[Opening DATA PROVIDED section]

use anyhow::{Context, Result};
use camrelay::{Relay, RelayConfig};
use clap::Parser;
use std::path::PathBuf;
use tracing::info;
use tracing_subscriber::EnvFilter;

/// Relay live camera frames from upstream sources to WebSocket viewers.
#[derive(Debug, Parser)]
#[command(name = "camrelay", version, about)]
struct Cli {
    /// YAML configuration file; built-in defaults are used when omitted
    #[arg(short, long, value_name = "FILE")]
    config: Option<PathBuf>,

    /// Enable debug logging (overridden by RUST_LOG)
    #[arg(short, long)]
    verbose: bool,

    /// Validate the configuration, print it and exit
    #[arg(long)]
    check: bool,
}

fn init_logging(verbose: bool) {
    let default = if verbose { "camrelay=debug" } else { "camrelay=info" };
    let filter = EnvFilter::try_from_default_env().unwrap_or_else(|_| EnvFilter::new(default));
    tracing_subscriber::fmt().with_env_filter(filter).with_target(false).init();
}

#[tokio::main]
async fn main() -> Result<()> {
    let cli = Cli::parse();
    init_logging(cli.verbose);

    let config = match &cli.config {
        Some(path) => RelayConfig::load(path)
            .with_context(|| format!("Failed to load configuration from {}", path.display()))?,
        None => RelayConfig::default(),
    };

    if cli.check {
        config.validate().context("Invalid configuration")?;
        print!("{}", config.to_yaml()?);
        return Ok(());
    }

    for camera in &config.cameras {
        info!(
            camera = %camera.id,
            source = %camera.source_endpoint(),
            port = camera.broadcast_port,
            "{}",
            camera.name
        );
    }

    let relay = Relay::start(config).await.context("Failed to start relay")?;

    tokio::signal::ctrl_c().await.context("Failed to listen for Ctrl-C")?;
    relay.shutdown().await;
    Ok(())
}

[Closing DATA PROVIDED section]

» **TRY IT**
Copy each record from above exactly, and include every line.

» **EXERCISE RESPONSE**
use anyhow::{Context, Result};
use camrelay::{Relay, RelayConfig};
use clap::Parser;
use std::path::PathBuf;
use tracing::info;
use tracing_subscriber::EnvFilter;

/// Relay live camera frames from upstream sources to WebSocket viewers.
#[derive(Debug, Parser)]
#[command(name = "camrelay", version, about)]
struct Cli {
    /// YAML configuration file; built-in defaults are used when omitted
    #[arg(short, long, value_name = "FILE")]
    config: Option<PathBuf>,

    /// Enable debug logging (overridden by RUST_LOG)
    #[arg(short, long)]
    verbose: bool,

    /// Validate the configuration, print it and exit
    #[arg(long)]
    check: bool,
}

fn init_logging(verbose: bool) {
    let default = if verbose { "camrelay=debug" } else { "camrelay=info" };
    let filter = EnvFilter::try_from_default_env().unwrap_or_else(|_| EnvFilter::new(default));
    tracing_subscriber::fmt().with_env_filter(filter).with_target(false).init();
}

#[tokio::main]
async fn main() -> Result<()> {
    let cli = Cli::parse();
    init_logging(cli.verbose);

    let config = match &cli.config {
        Some(path) => RelayConfig::load(path)
            .with_context(|| format!("Failed to load configuration from {}", path.display()))?,
        None => RelayConfig::default(),
    };

    if cli.check {
        config.validate().context("Invalid configuration")?;
        print!("{}", config.to_yaml()?);
        return Ok(());
    }

    for camera in &config.cameras {
        info!(
            camera = %camera.id,
            source = %camera.source_endpoint(),
            port = camera.broadcast_port,
            "{}",
            camera.name
        );
    }

    let relay = Relay::start(config).await.context("Failed to start relay")?;

    tokio::signal::ctrl_c().await.context("Failed to listen for Ctrl-C")?;
    relay.shutdown().await;
    Ok(())
}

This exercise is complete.